Unfortunately, because of few trap days in Trésor NR, we were unable to correctly estimate burrow occupancy for Dasypus sp. nov. in that area, as we recorded none entering a burrow. Approximately three to five weeks of camera trapping are required to obtain a satisfactory estimate of species richness (Kays et al. 2020); so it is likely that in Trésor NR the traps were not deployed long enough to capture the desired behavior.

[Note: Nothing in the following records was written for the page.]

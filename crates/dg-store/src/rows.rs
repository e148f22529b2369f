//! Row decoding.

use std::str::FromStr;

use dg_character::domain::aggregates::{Ghost, Patient, PrintAbility};
use dg_character::domain::communication::CommunicationRequest;
use dg_character::domain::economy::{Buff, ColorFragment};
use dg_core::error::DomainError;
use dg_core::timeline::TimelineEvent;
use dg_game::domain::aggregates::{Game, GamePlayer, Location, Region};
use dg_session::domain::aggregates::{Session, SessionPlayer};
use dg_session::domain::event_definition::EventDefinition;
use dg_session::domain::scope::Scope;
use sqlx::postgres::PgRow;
use sqlx::types::Json;
use sqlx::{Decode, Postgres, Row, Type};

use crate::error::{StoreError, db};

fn get<'r, T>(row: &'r PgRow, column: &str) -> Result<T, DomainError>
where
    T: Decode<'r, Postgres> + Type<Postgres>,
{
    row.try_get(column).map_err(db)
}

fn parse<T: FromStr>(row: &PgRow, column: &str, label: &'static str) -> Result<T, DomainError> {
    let value: String = get(row, column)?;
    value.parse().map_err(|_| {
        StoreError::Corrupt {
            column: label,
            value,
        }
        .into()
    })
}

fn parse_opt<T: FromStr>(
    row: &PgRow,
    column: &str,
    label: &'static str,
) -> Result<Option<T>, DomainError> {
    let value: Option<String> = get(row, column)?;
    value
        .map(|value| {
            value.parse().map_err(|_| {
                StoreError::Corrupt {
                    column: label,
                    value,
                }
                .into()
            })
        })
        .transpose()
}

fn json<T>(row: &PgRow, column: &str) -> Result<T, DomainError>
where
    T: serde::de::DeserializeOwned,
{
    Ok(get::<Json<T>>(row, column)?.0)
}

pub(crate) fn game(row: &PgRow) -> Result<Game, DomainError> {
    Ok(Game {
        id: get(row, "id")?,
        name: get(row, "name")?,
        status: parse(row, "status", "games.status")?,
        config: get(row, "config")?,
        flags: get(row, "flags")?,
        created_by: get(row, "created_by")?,
        created_at: get(row, "created_at")?,
    })
}

pub(crate) fn game_player(row: &PgRow) -> Result<GamePlayer, DomainError> {
    Ok(GamePlayer {
        game_id: get(row, "game_id")?,
        user_id: get(row, "user_id")?,
        role: parse(row, "role", "game_players.role")?,
        active_patient_id: get(row, "active_patient_id")?,
        joined_at: get(row, "joined_at")?,
    })
}

pub(crate) fn region(row: &PgRow) -> Result<Region, DomainError> {
    Ok(Region {
        id: get(row, "id")?,
        game_id: get(row, "game_id")?,
        code: get(row, "code")?,
        name: get(row, "name")?,
        description: get(row, "description")?,
        sort_order: get(row, "sort_order")?,
        created_at: get(row, "created_at")?,
    })
}

pub(crate) fn location(row: &PgRow) -> Result<Location, DomainError> {
    Ok(Location {
        id: get(row, "id")?,
        region_id: get(row, "region_id")?,
        game_id: get(row, "game_id")?,
        name: get(row, "name")?,
        description: get(row, "description")?,
        content: get(row, "content")?,
        sort_order: get(row, "sort_order")?,
        created_at: get(row, "created_at")?,
    })
}

pub(crate) fn patient(row: &PgRow) -> Result<Patient, DomainError> {
    Ok(Patient {
        id: get(row, "id")?,
        game_id: get(row, "game_id")?,
        user_id: get(row, "user_id")?,
        name: get(row, "name")?,
        gender: get(row, "gender")?,
        age: get(row, "age")?,
        identity: get(row, "identity")?,
        portrait_url: get(row, "portrait_url")?,
        soul_color: parse(row, "soul_color", "patients.soul_color")?,
        archives: json(row, "archives")?,
        ideal_projection: get(row, "ideal_projection")?,
        current_region_id: get(row, "current_region_id")?,
        current_location_id: get(row, "current_location_id")?,
        created_at: get(row, "created_at")?,
    })
}

/// Decodes the ghost row itself; abilities and buffs are loaded separately.
pub(crate) fn ghost(row: &PgRow) -> Result<Ghost, DomainError> {
    Ok(Ghost {
        id: get(row, "id")?,
        game_id: get(row, "game_id")?,
        current_patient_id: get(row, "current_patient_id")?,
        origin_patient_id: get(row, "origin_patient_id")?,
        creator_user_id: get(row, "creator_user_id")?,
        name: get(row, "name")?,
        appearance: get(row, "appearance")?,
        personality: get(row, "personality")?,
        cmyk: json(row, "cmyk")?,
        hp: get(row, "hp")?,
        hp_max: get(row, "hp_max")?,
        mp: get(row, "mp")?,
        mp_max: get(row, "mp_max")?,
        origin: json(row, "origin")?,
        archive_unlock: json(row, "archive_unlock")?,
        origin_name_unlocked: get(row, "origin_name_unlocked")?,
        origin_identity_unlocked: get(row, "origin_identity_unlocked")?,
        abilities: Vec::new(),
        buffs: Vec::new(),
        created_at: get(row, "created_at")?,
    })
}

pub(crate) fn print_ability(row: &PgRow) -> Result<PrintAbility, DomainError> {
    Ok(PrintAbility {
        id: get(row, "id")?,
        ghost_id: get(row, "ghost_id")?,
        name: get(row, "name")?,
        description: get(row, "description")?,
        color: parse(row, "color", "print_abilities.color")?,
        ability_count: get(row, "ability_count")?,
    })
}

pub(crate) fn buff(row: &PgRow) -> Result<Buff, DomainError> {
    Ok(Buff {
        id: get(row, "id")?,
        ghost_id: get(row, "ghost_id")?,
        game_id: get(row, "game_id")?,
        name: get(row, "name")?,
        expression: get(row, "expression")?,
        buff_type: parse(row, "buff_type", "buffs.buff_type")?,
        remaining_rounds: get(row, "remaining_rounds")?,
        created_by: get(row, "created_by")?,
        created_at: get(row, "created_at")?,
    })
}

pub(crate) fn fragment(row: &PgRow) -> Result<ColorFragment, DomainError> {
    Ok(ColorFragment {
        id: get(row, "id")?,
        game_id: get(row, "game_id")?,
        holder_ghost_id: get(row, "holder_ghost_id")?,
        color: parse(row, "color", "color_fragments.color")?,
        value: get(row, "value")?,
        redeemed: get(row, "redeemed")?,
        redeemed_at: get(row, "redeemed_at")?,
    })
}

pub(crate) fn session(row: &PgRow) -> Result<Session, DomainError> {
    Ok(Session {
        id: get(row, "id")?,
        game_id: get(row, "game_id")?,
        scope: Scope::from_parts(get(row, "region_id")?, get(row, "location_id")?)?,
        started_by: get(row, "started_by")?,
        status: parse(row, "status", "sessions.status")?,
        started_at: get(row, "started_at")?,
        ended_at: get(row, "ended_at")?,
    })
}

pub(crate) fn session_player(row: &PgRow) -> Result<SessionPlayer, DomainError> {
    Ok(SessionPlayer {
        session_id: get(row, "session_id")?,
        patient_id: get(row, "patient_id")?,
        joined_at: get(row, "joined_at")?,
    })
}

pub(crate) fn event_definition(row: &PgRow) -> Result<EventDefinition, DomainError> {
    Ok(EventDefinition {
        id: get(row, "id")?,
        session_id: get(row, "session_id")?,
        game_id: get(row, "game_id")?,
        name: get(row, "name")?,
        expression: get(row, "expression")?,
        color_restriction: parse_opt(
            row,
            "color_restriction",
            "event_definitions.color_restriction",
        )?,
        target_roll_total: get(row, "target_roll_total")?,
        target_roll_detail: get::<Option<Json<Vec<u32>>>>(row, "target_roll_detail")?
            .map(|detail| detail.0),
        is_active: get(row, "is_active")?,
        created_by: get(row, "created_by")?,
        created_at: get(row, "created_at")?,
    })
}

pub(crate) fn comm_request(row: &PgRow) -> Result<CommunicationRequest, DomainError> {
    Ok(CommunicationRequest {
        id: get(row, "id")?,
        game_id: get(row, "game_id")?,
        initiator_patient_id: get(row, "initiator_patient_id")?,
        target_patient_id: get(row, "target_patient_id")?,
        status: parse(row, "status", "communication_requests.status")?,
        transferred_ability_id: get(row, "transferred_ability_id")?,
        created_at: get(row, "created_at")?,
        resolved_at: get(row, "resolved_at")?,
    })
}

pub(crate) fn timeline_event(row: &PgRow) -> Result<TimelineEvent, DomainError> {
    Ok(TimelineEvent {
        id: get(row, "id")?,
        game_id: get(row, "game_id")?,
        session_id: get(row, "session_id")?,
        seq: get(row, "seq")?,
        event_type: get(row, "event_type")?,
        actor_id: get(row, "actor_id")?,
        data: get(row, "data")?,
        result: get(row, "result")?,
        narrative: get(row, "narrative")?,
        created_at: get(row, "created_at")?,
    })
}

Furthermore, we might have overestimated the upper value of the density ranges as all armadillos entering a burrow were counted for the burrow occupation rates estimation, even if the animals left the burrow after a short time. Nonetheless, with the lower value of the density ranges which retained only armadillos staying the whole day in the burrow, we would rather risk a slight underestimation due to the possibility of a trap trigger failure that we have rarely observed. However, we obtained density estimates of the same order of magnitude across sites, i.e., between 7.6 and 13.7 animals/km2 depending on the species and the site. Densities may also have been overestimated because we could not individually identify all animals. To reduce this bias, we calculated our estimates based on trap days. This allowed us to avoid counting the same individual twice in a day and averaging occupancy rates over a given period.

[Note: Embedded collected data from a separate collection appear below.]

//! The event envelope, the closed registry of event types, and their payloads.

use std::fmt;
use std::str::FromStr;

use dg_character::domain::economy::BuffType;
use dg_core::color::SoulColor;
use dg_core::command::Command;
use dg_core::error::DomainError;
use dg_game::domain::aggregates::PlayerRole;
use serde::{Deserialize, Serialize};
use uuid::Uuid;

/// An event as submitted by the bot.
#[derive(Debug, Clone, Serialize, Deserialize)]
pub struct GameEvent {
    /// The game the event targets.
    pub game_id: Uuid,
    /// The session, for session-scoped events.
    #[serde(default)]
    pub session_id: Option<Uuid>,
    /// The acting user.
    #[serde(default, alias = "user_id")]
    pub player_id: Option<Uuid>,
    /// `{ "event_type": ..., ...fields }`.
    pub payload: serde_json::Value,
    /// Narration produced for the event, stored alongside it.
    #[serde(default)]
    pub narrative: Option<String>,
    /// The correlation ID for tracing.
    #[serde(skip, default = "Uuid::new_v4")]
    pub correlation_id: Uuid,
}

impl Command for GameEvent {
    fn command_type(&self) -> &'static str {
        "dispatch.game_event"
    }

    fn correlation_id(&self) -> Uuid {
        self.correlation_id
    }

    fn game_id(&self) -> Option<Uuid> {
        Some(self.game_id)
    }
}

impl GameEvent {
    /// Reads the payload's `event_type` tag.
    ///
    /// # Errors
    ///
    /// Returns `DomainError::Validation` if the tag is missing, or
    /// `DomainError::UnsupportedEvent` if it is not in the registry.
    pub fn event_type(&self) -> Result<EventType, DomainError> {
        self.payload
            .get("event_type")
            .and_then(serde_json::Value::as_str)
            .ok_or_else(|| DomainError::Validation("payload.event_type is required".to_owned()))?
            .parse()
    }

    /// Decodes the payload into its typed form.
    ///
    /// # Errors
    ///
    /// As `event_type`, plus `DomainError::Validation` when the fields do
    /// not match the event type.
    pub fn decode(&self) -> Result<EventPayload, DomainError> {
        let event_type = self.event_type()?;
        serde_json::from_value(self.payload.clone())
            .map_err(|e| DomainError::Validation(format!("invalid {event_type} payload: {e}")))
    }
}

/// Whether an event runs against the game or against one of its sessions.
#[derive(Debug, Clone, Copy, PartialEq, Eq)]
pub enum EventScope {
    /// Needs only the game.
    Game,
    /// Needs a `session_id` belonging to the game.
    Session,
}

macro_rules! event_types {
    ($($variant:ident => $name:literal, $scope:ident, $dm_only:literal;)+) => {
        /// Every event type the dispatcher accepts.
        #[derive(Debug, Clone, Copy, PartialEq, Eq, Hash)]
        pub enum EventType {
            $(
                #[doc = concat!("`", $name, "`")]
                $variant,
            )+
        }

        impl EventType {
            /// Every registered event type.
            pub const ALL: &'static [EventType] = &[$(EventType::$variant),+];

            /// Returns the wire name.
            #[must_use]
            pub fn as_str(self) -> &'static str {
                match self {
                    $(EventType::$variant => $name,)+
                }
            }

            /// Returns whether the event needs a session.
            #[must_use]
            pub fn scope(self) -> EventScope {
                match self {
                    $(EventType::$variant => EventScope::$scope,)+
                }
            }

            /// Returns `true` for events only a DM may submit.
            #[must_use]
            pub fn dm_only(self) -> bool {
                match self {
                    $(EventType::$variant => $dm_only,)+
                }
            }
        }

        impl FromStr for EventType {
            type Err = DomainError;

            fn from_str(s: &str) -> Result<Self, Self::Err> {
                match s {
                    $($name => Ok(EventType::$variant),)+
                    other => Err(DomainError::UnsupportedEvent(other.to_owned())),
                }
            }
        }
    };
}

event_types! {
    PlayerJoin => "player_join", Game, false;
    GameStart => "game_start", Game, true;
    GamePause => "game_pause", Game, true;
    GameResume => "game_resume", Game, true;
    GameEnd => "game_end", Game, true;
    SessionStart => "session_start", Game, true;
    SessionPause => "session_pause", Session, true;
    SessionResume => "session_resume", Session, true;
    SessionEnd => "session_end", Session, true;
    SessionAddPlayer => "session_add_player", Session, true;
    SessionRemovePlayer => "session_remove_player", Session, true;
    SkillCheck => "skill_check", Session, false;
    Attack => "attack", Session, false;
    EventDefine => "event_define", Session, true;
    EventCheck => "event_check", Session, false;
    EventClose => "event_close", Session, true;
    Move => "move", Game, false;
    FragmentGrant => "fragment_grant", Game, true;
    FragmentRedeem => "fragment_redeem", Game, false;
    ArchiveUnlock => "archive_unlock", Game, true;
    OriginUnlock => "origin_unlock", Game, true;
    BuffApply => "buff_apply", Game, true;
    CommRequest => "comm_request", Game, false;
    CommAccept => "comm_accept", Game, false;
    CommReject => "comm_reject", Game, false;
    CommCancel => "comm_cancel", Game, false;
}

impl fmt::Display for EventType {
    fn fmt(&self, f: &mut fmt::Formatter<'_>) -> fmt::Result {
        f.write_str(self.as_str())
    }
}

/// A decoded event payload. The serde tag matches `EventType::as_str`.
#[derive(Debug, Clone, Deserialize)]
#[serde(tag = "event_type", rename_all = "snake_case")]
pub enum EventPayload {
    PlayerJoin(PlayerJoin),
    GameStart(NoFields),
    GamePause(NoFields),
    GameResume(NoFields),
    GameEnd(NoFields),
    SessionStart(SessionStart),
    SessionPause(NoFields),
    SessionResume(NoFields),
    SessionEnd(NoFields),
    SessionAddPlayer(RosterChange),
    SessionRemovePlayer(RosterChange),
    SkillCheck(SkillCheck),
    Attack(Attack),
    EventDefine(EventDefine),
    EventCheck(EventCheck),
    EventClose(EventClose),
    Move(Move),
    FragmentGrant(FragmentGrant),
    FragmentRedeem(FragmentRedeem),
    ArchiveUnlock(ArchiveUnlock),
    OriginUnlock(OriginUnlock),
    BuffApply(BuffApply),
    CommRequest(CommRequest),
    CommAccept(CommAccept),
    CommReject(CommResolve),
    CommCancel(CommResolve),
}

/// Payload for events that carry nothing beyond their tag.
#[derive(Debug, Clone, Default, Deserialize)]
pub struct NoFields {}

/// `player_join`.
#[derive(Debug, Clone, Deserialize)]
pub struct PlayerJoin {
    /// Requested role; PL when absent.
    #[serde(default)]
    pub role: Option<PlayerRole>,
}

/// `session_start`. With neither field the session is game-wide.
#[derive(Debug, Clone, Default, Deserialize)]
pub struct SessionStart {
    /// Region scope.
    #[serde(default)]
    pub region_id: Option<Uuid>,
    /// Location scope. Implies its region.
    #[serde(default)]
    pub location_id: Option<Uuid>,
}

/// `session_add_player` / `session_remove_player`.
#[derive(Debug, Clone, Deserialize)]
pub struct RosterChange {
    /// The patient to add or remove.
    pub patient_id: Uuid,
}

/// `skill_check`.
#[derive(Debug, Clone, Deserialize)]
pub struct SkillCheck {
    /// Threshold the total must reach.
    pub difficulty: i32,
    /// Adds the acting ghost's channel for this color.
    #[serde(default)]
    pub color: Option<SoulColor>,
    /// The acting ghost; defaults to the ghost in the actor's active patient.
    #[serde(default)]
    pub ghost_id: Option<Uuid>,
    /// Free-form description of the attempt.
    #[serde(default)]
    pub context: Option<String>,
}

/// `attack`.
#[derive(Debug, Clone, Deserialize)]
pub struct Attack {
    /// The attacking ghost.
    pub attacker_ghost_id: Uuid,
    /// The target ghost.
    pub target_ghost_id: Uuid,
    /// Adds the attacker's channel for this color.
    #[serde(default)]
    pub color_used: Option<SoulColor>,
    /// Hit threshold; game default when absent.
    #[serde(default)]
    pub difficulty: Option<i32>,
    /// Damage dice; flat game default when absent.
    #[serde(default)]
    pub damage: Option<String>,
}

/// `event_define`.
#[derive(Debug, Clone, Deserialize)]
pub struct EventDefine {
    /// Display name.
    pub name: String,
    /// Dice expression for the target.
    pub expression: String,
    /// Only abilities of this color may be spent.
    #[serde(default)]
    pub color_restriction: Option<SoulColor>,
    /// Explicit target; rolled from `expression` when absent.
    #[serde(default)]
    pub target_roll_total: Option<i32>,
}

/// `event_check`.
#[derive(Debug, Clone, Deserialize)]
pub struct EventCheck {
    /// The event definition.
    pub event_def_id: Uuid,
    /// The acting ghost.
    pub ghost_id: Uuid,
    /// The ability to spend.
    pub ability_id: Uuid,
}

/// `event_close`.
#[derive(Debug, Clone, Deserialize)]
pub struct EventClose {
    /// The event definition.
    pub event_def_id: Uuid,
}

/// `move`.
#[derive(Debug, Clone, Deserialize)]
pub struct Move {
    /// The patient to move.
    pub patient_id: Uuid,
    /// Destination region.
    #[serde(default)]
    pub region_id: Option<Uuid>,
    /// Destination location. Implies its region.
    #[serde(default)]
    pub location_id: Option<Uuid>,
}

/// `fragment_grant`.
#[derive(Debug, Clone, Deserialize)]
pub struct FragmentGrant {
    /// The receiving ghost.
    pub ghost_id: Uuid,
    /// Fragment color.
    pub color: SoulColor,
    /// Fragment value.
    #[serde(default = "default_fragment_value")]
    pub value: f64,
}

fn default_fragment_value() -> f64 {
    1.0
}

/// `fragment_redeem`.
#[derive(Debug, Clone, Deserialize)]
pub struct FragmentRedeem {
    /// The fragment to spend.
    pub fragment_id: Uuid,
}

/// `archive_unlock`.
#[derive(Debug, Clone, Deserialize)]
pub struct ArchiveUnlock {
    /// The ghost.
    pub ghost_id: Uuid,
    /// The archive color to reveal.
    pub color: SoulColor,
}

/// Which origin field `origin_unlock` reveals.
#[derive(Debug, Clone, Copy, PartialEq, Eq, Serialize, Deserialize)]
#[serde(rename_all = "snake_case")]
pub enum OriginField {
    /// The origin patient's name.
    Name,
    /// The origin patient's identity.
    Identity,
}

/// `origin_unlock`.
#[derive(Debug, Clone, Deserialize)]
pub struct OriginUnlock {
    /// The ghost.
    pub ghost_id: Uuid,
    /// The field to reveal.
    pub field: OriginField,
}

/// `buff_apply`.
#[derive(Debug, Clone, Deserialize)]
pub struct BuffApply {
    /// The ghost.
    pub ghost_id: Uuid,
    /// Display name.
    pub name: String,
    /// Effect expression.
    pub expression: String,
    /// How to read `expression`.
    pub buff_type: BuffType,
    /// Duration in rounds.
    #[serde(default = "default_rounds")]
    pub remaining_rounds: i32,
}

fn default_rounds() -> i32 {
    1
}

/// `comm_request`.
#[derive(Debug, Clone, Deserialize)]
pub struct CommRequest {
    /// The requesting patient.
    pub initiator_patient_id: Uuid,
    /// The requested patient.
    pub target_patient_id: Uuid,
}

/// `comm_accept`.
#[derive(Debug, Clone, Deserialize)]
pub struct CommAccept {
    /// The request.
    pub request_id: Uuid,
    /// An ability of the target's ghost to hand to the initiator's ghost.
    #[serde(default)]
    pub ability_id: Option<Uuid>,
}

/// `comm_reject` / `comm_cancel`.
#[derive(Debug, Clone, Deserialize)]
pub struct CommResolve {
    /// The request.
    pub request_id: Uuid,
}

/// What the dispatcher returns for an accepted event.
#[derive(Debug, Clone, PartialEq, Serialize, Deserialize)]
pub struct DispatchResult {
    /// Always `true`; failures are reported as errors.
    pub success: bool,
    /// The event type that was handled.
    pub event_type: String,
    /// Handler-specific result.
    pub data: serde_json::Value,
    /// Individual dice, for events that rolled.
    #[serde(default, skip_serializing_if = "Option::is_none")]
    pub rolls: Option<Vec<u32>>,
    /// Narration echoed from the request.
    #[serde(default, skip_serializing_if = "Option::is_none")]
    pub narrative: Option<String>,
}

Lastly, we did not sample our study sites according to altitude or declination. Some authors corrected their crude burrow density estimate of 13.6 burrows/ha for these two topographic parameters and found that corrected mean burrow densities were 21.05 and 18.7 burrows/ha, across declination and elevation contour classes, respectively (Arteaga & Venticinque 2008). Sampling study sites taking these parameters into account, or adjusting estimates with those parameters, may yield more refined results.
Here we propose a new approach to armadillo density estimation through exclusive burrow entrance camera trapping. This method provides more reliable results than non-burrow camera trapping, requires less field work than direct observations and is less invasive and less expensive than the gold standard of capture-recapture methods.
We dedicate this article to the late François Catzeflis, who dedicated since 1994 most of his work to mammalogy in French Guiana.